■ **What is needed**: As the answer, give every line of the records that includes the word "operations".

Top of Records to use

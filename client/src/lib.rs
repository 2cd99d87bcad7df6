pub mod client;
pub mod events;
pub mod opening;

pub use client::Client;
pub use client::RetryPolicy;
pub use events::Stream;
pub use opening::{FlowError, OpeningFlow, Phase};
use thiserror::Error;

/// Error type for client operations.
#[derive(Error, Debug)]
pub enum Error {
    #[error("reqwest error: {0}")]
    Reqwest(#[from] reqwest::Error),
    #[error("tungstenite error: {0}")]
    Tungstenite(#[from] tokio_tungstenite::tungstenite::Error),
    #[error("failed: {0}")]
    Failed(reqwest::StatusCode),
    #[error("too many transactions in one submission: {got} (max {max})")]
    TooManyTransactions { max: usize, got: usize },
    #[error("invalid data: {0}")]
    InvalidData(#[from] commonware_codec::Error),
    #[error("connection closed")]
    ConnectionClosed,
    #[error("URL parse error: {0}")]
    Url(#[from] url::ParseError),
    #[error("dial timeout")]
    DialTimeout,
    #[error("invalid URL scheme: {0} (expected http or https)")]
    InvalidScheme(String),
}

/// Result type for client operations.
pub type Result<T> = std::result::Result<T, Error>;
use crate::{events::Stream, Error, Result};
use casedrop_types::{
    Case, CatalogSnapshot, OpeningSession, Pending, Player, Submission, Transaction, Update,
    UpdatesFilter, MAX_SUBMISSION_TRANSACTIONS,
};
use commonware_codec::{DecodeExt, Encode};
use commonware_cryptography::ed25519::PublicKey;
use commonware_utils::hex;
use reqwest::Client as HttpClient;
use std::time::Duration;
use tokio::time::{sleep, timeout};
use tokio_tungstenite::connect_async;
use tracing::{debug, info};
use url::Url;

/// Timeout for connections and requests
const TIMEOUT: Duration = Duration::from_secs(30);

pub(crate) fn join_hex_path(base: &Url, prefix: &str, bytes: &[u8]) -> Result<Url> {
    Ok(base.join(&format!("{prefix}/{}", hex(bytes)))?)
}

/// Retry policy for transient HTTP failures.
#[derive(Clone, Copy, Debug, PartialEq, Eq)]
pub struct RetryPolicy {
    /// Total attempts per request (including the first attempt).
    pub max_attempts: usize,
    /// Initial backoff delay after the first retryable failure.
    pub initial_backoff: Duration,
    /// Maximum backoff delay between attempts.
    pub max_backoff: Duration,
    /// Whether non-idempotent requests (e.g., POST) may be retried.
    pub retry_non_idempotent: bool,
}

impl Default for RetryPolicy {
    fn default() -> Self {
        Self {
            max_attempts: 1,
            initial_backoff: Duration::from_millis(200),
            max_backoff: Duration::from_secs(2),
            retry_non_idempotent: false,
        }
    }
}

/// Casedrop API client
#[derive(Clone)]
pub struct Client {
    pub base_url: Url,
    pub ws_url: Url,
    pub http_client: HttpClient,

    retry_policy: RetryPolicy,
}

impl Client {
    /// Create a new client
    #[allow(clippy::result_large_err)]
    pub fn new(base_url: &str) -> Result<Self> {
        let base_url = Url::parse(base_url)?;

        // Convert http(s) to ws(s) for WebSocket URL
        let ws_scheme = match base_url.scheme() {
            "http" => "ws",
            "https" => "wss",
            scheme => {
                return Err(Error::InvalidScheme(scheme.to_string()));
            }
        };

        let mut ws_url = base_url.clone();
        ws_url
            .set_scheme(ws_scheme)
            .map_err(|_| Error::InvalidScheme(ws_scheme.to_string()))?;

        let http_client = HttpClient::builder()
            .timeout(TIMEOUT)
            .pool_max_idle_per_host(100)
            .pool_idle_timeout(Duration::from_secs(60))
            .tcp_keepalive(Duration::from_secs(30))
            .build()?;

        Ok(Self {
            base_url,
            ws_url,
            http_client,
            retry_policy: RetryPolicy::default(),
        })
    }

    /// Returns a copy of the current retry policy.
    pub fn retry_policy(&self) -> RetryPolicy {
        self.retry_policy
    }

    /// Sets the retry policy for subsequent HTTP requests.
    pub fn set_retry_policy(&mut self, retry_policy: RetryPolicy) {
        self.retry_policy = retry_policy;
    }

    /// Returns a new client with the provided retry policy.
    pub fn with_retry_policy(mut self, retry_policy: RetryPolicy) -> Self {
        self.retry_policy = retry_policy;
        self
    }

    pub(crate) async fn get_with_retry(&self, url: Url) -> Result<reqwest::Response> {
        self.send_with_retry(reqwest::Method::GET, || self.http_client.get(url.clone()))
            .await
    }

    pub(crate) async fn post_bytes_with_retry(&self, url: Url, body: Vec<u8>) -> Result<()> {
        let response = self
            .send_with_retry(reqwest::Method::POST, || {
                self.http_client.post(url.clone()).body(body.clone())
            })
            .await?;
        if !response.status().is_success() {
            return Err(Error::Failed(response.status()));
        }
        Ok(())
    }

    async fn send_with_retry(
        &self,
        method: reqwest::Method,
        make_request: impl Fn() -> reqwest::RequestBuilder,
    ) -> Result<reqwest::Response> {
        let max_attempts =
            if method == reqwest::Method::GET || self.retry_policy.retry_non_idempotent {
                self.retry_policy.max_attempts.max(1)
            } else {
                1
            };

        let mut attempt = 0usize;
        let mut backoff = self.retry_policy.initial_backoff;
        loop {
            attempt += 1;
            let result = make_request().send().await;
            match result {
                Ok(response) => {
                    let status = response.status();
                    if !is_retryable_status(status) || attempt >= max_attempts {
                        return Ok(response);
                    }
                }
                Err(err) => {
                    if attempt >= max_attempts || !is_retryable_error(&err) {
                        return Err(Error::Reqwest(err));
                    }
                }
            }

            if backoff > Duration::ZERO {
                sleep(backoff).await;
                backoff = std::cmp::min(backoff.saturating_mul(2), self.retry_policy.max_backoff);
            }
        }
    }

    /// Submit signed transactions for execution
    pub async fn submit_transactions(&self, txs: Vec<Transaction>) -> Result<()> {
        if txs.len() > MAX_SUBMISSION_TRANSACTIONS {
            return Err(Error::TooManyTransactions {
                max: MAX_SUBMISSION_TRANSACTIONS,
                got: txs.len(),
            });
        }
        let submission = Submission::Transactions(txs);
        let encoded = submission.encode();
        let url = self.base_url.join("submit")?;
        debug!("Submitting to {}", url);

        self.post_bytes_with_retry(url, encoded.to_vec()).await
    }

    /// Query a player by public key
    pub async fn query_player(&self, public: &PublicKey) -> Result<Option<Player>> {
        let url = join_hex_path(&self.base_url, "player", public.as_ref())?;
        match self.fetch(url).await? {
            Some(buf) => Ok(Some(Player::decode(&mut buf.as_slice())?)),
            None => Ok(None),
        }
    }

    /// Query a case by id
    pub async fn query_case(&self, case_id: u64) -> Result<Option<Case>> {
        let url = self.base_url.join(&format!("case/{case_id}"))?;
        match self.fetch(url).await? {
            Some(buf) => Ok(Some(Case::decode(&mut buf.as_slice())?)),
            None => Ok(None),
        }
    }

    /// Query an opening session by id
    pub async fn query_session(&self, session_id: u64) -> Result<Option<OpeningSession>> {
        let url = self.base_url.join(&format!("session/{session_id}"))?;
        match self.fetch(url).await? {
            Some(buf) => Ok(Some(OpeningSession::decode(&mut buf.as_slice())?)),
            None => Ok(None),
        }
    }

    /// Query the full catalog of purchasable cases
    pub async fn query_catalog(&self) -> Result<Vec<Case>> {
        let url = self.base_url.join("catalog")?;
        match self.fetch(url).await? {
            Some(buf) => {
                let snapshot = CatalogSnapshot::decode(&mut buf.as_slice())?;
                Ok(snapshot.cases)
            }
            None => Ok(Vec::new()),
        }
    }

    async fn fetch(&self, url: Url) -> Result<Option<Vec<u8>>> {
        let response = self.get_with_retry(url).await?;
        match response.status() {
            reqwest::StatusCode::OK => Ok(Some(response.bytes().await?.to_vec())),
            reqwest::StatusCode::NOT_FOUND => Ok(None),
            _ => Err(Error::Failed(response.status())),
        }
    }

    /// Connect to the updates stream with the specified filter
    pub async fn connect_updates(&self, filter: UpdatesFilter) -> Result<Stream<Update>> {
        self.connect_updates_with_capacity(filter, 0).await
    }

    /// Connect to the updates stream with a configurable channel capacity.
    ///
    /// A `channel_capacity` of `0` uses the default capacity.
    pub async fn connect_updates_with_capacity(
        &self,
        filter: UpdatesFilter,
        channel_capacity: usize,
    ) -> Result<Stream<Update>> {
        let encoded_filter = hex(&filter.encode());
        let ws_url = self.ws_url.join(&format!("updates/{encoded_filter}"))?;
        info!(ws_url = %ws_url, ?filter, "Connecting to updates WebSocket");

        let (ws_stream, _) = timeout(TIMEOUT, connect_async(ws_url.as_str()))
            .await
            .map_err(|_| Error::DialTimeout)??;
        info!("WebSocket connected");

        Ok(Stream::new_with_capacity(ws_stream, channel_capacity))
    }

    /// Connect to the mempool stream (transactions accepted but not yet executed)
    pub async fn connect_mempool(&self) -> Result<Stream<Pending>> {
        let ws_url = self.ws_url.join("mempool")?;
        info!("Connecting to WebSocket at {}", ws_url);

        let (ws_stream, _) = timeout(TIMEOUT, connect_async(ws_url.as_str()))
            .await
            .map_err(|_| Error::DialTimeout)??;
        info!("WebSocket connected");

        Ok(Stream::new(ws_stream))
    }
}

fn is_retryable_status(status: reqwest::StatusCode) -> bool {
    use reqwest::StatusCode;
    matches!(
        status,
        StatusCode::REQUEST_TIMEOUT
            | StatusCode::TOO_MANY_REQUESTS
            | StatusCode::INTERNAL_SERVER_ERROR
            | StatusCode::BAD_GATEWAY
            | StatusCode::SERVICE_UNAVAILABLE
            | StatusCode::GATEWAY_TIMEOUT
    )
}

fn is_retryable_error(err: &reqwest::Error) -> bool {
    err.is_connect() || err.is_timeout()
}
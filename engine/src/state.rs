use bytes::{Buf, BufMut};
use commonware_codec::{EncodeSize, Error, Read, ReadExt, Write};
use commonware_cryptography::ed25519::PublicKey;
use casedrop_types::{Account, Key, Value};
use std::{collections::HashMap, future::Future};

#[derive(Clone, Copy, Debug, PartialEq, Eq)]
pub enum PrepareError {
    NonceMismatch { expected: u64, got: u64 },
}

pub trait State {
    fn get(&self, key: &Key) -> impl Future<Output = Option<Value>>;
    fn insert(&mut self, key: Key, value: Value) -> impl Future<Output = ()>;
    fn delete(&mut self, key: &Key) -> impl Future<Output = ()>;

    fn apply(&mut self, changes: Vec<(Key, Status)>) -> impl Future<Output = ()> {
        async {
            for (key, status) in changes {
                match status {
                    Status::Update(value) => self.insert(key, value).await,
                    Status::Delete => self.delete(&key).await,
                }
            }
        }
    }
}

#[derive(Default)]
pub struct Memory {
    state: HashMap<Key, Value>,
}

impl State for Memory {
    async fn get(&self, key: &Key) -> Option<Value> {
        self.state.get(key).cloned()
    }

    async fn insert(&mut self, key: Key, value: Value) {
        self.state.insert(key, value);
    }

    async fn delete(&mut self, key: &Key) {
        self.state.remove(key);
    }
}

#[derive(Clone)]
#[allow(clippy::large_enum_variant)]
pub enum Status {
    Update(Value),
    Delete,
}

impl Write for Status {
    fn write(&self, writer: &mut impl BufMut) {
        match self {
            Status::Update(value) => {
                0u8.write(writer);
                value.write(writer);
            }
            Status::Delete => 1u8.write(writer),
        }
    }
}

impl Read for Status {
    type Cfg = ();

    fn read_cfg(reader: &mut impl Buf, _: &Self::Cfg) -> Result<Self, Error> {
        let kind = u8::read(reader)?;
        match kind {
            0 => Ok(Status::Update(Value::read(reader)?)),
            1 => Ok(Status::Delete),
            _ => Err(Error::InvalidEnum(kind)),
        }
    }
}

impl EncodeSize for Status {
    fn encode_size(&self) -> usize {
        1 + match self {
            Status::Update(value) => value.encode_size(),
            Status::Delete => 0,
        }
    }
}

pub(crate) async fn load_account<S: State>(state: &S, public: &PublicKey) -> Account {
    match state.get(&Key::Account(public.clone())).await {
        Some(Value::Account(account)) => account,
        _ => Account::default(),
    }
}

pub(crate) fn validate_and_increment_nonce(
    account: &mut Account,
    provided_nonce: u64,
) -> Result<(), PrepareError> {
    if account.nonce != provided_nonce {
        return Err(PrepareError::NonceMismatch {
            expected: account.nonce,
            got: provided_nonce,
        });
    }
    account.nonce += 1;
    Ok(())
}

Bottom of Records to use

■ **Solution to this problem**:
/// Error type for client operations.
/// Result type for client operations.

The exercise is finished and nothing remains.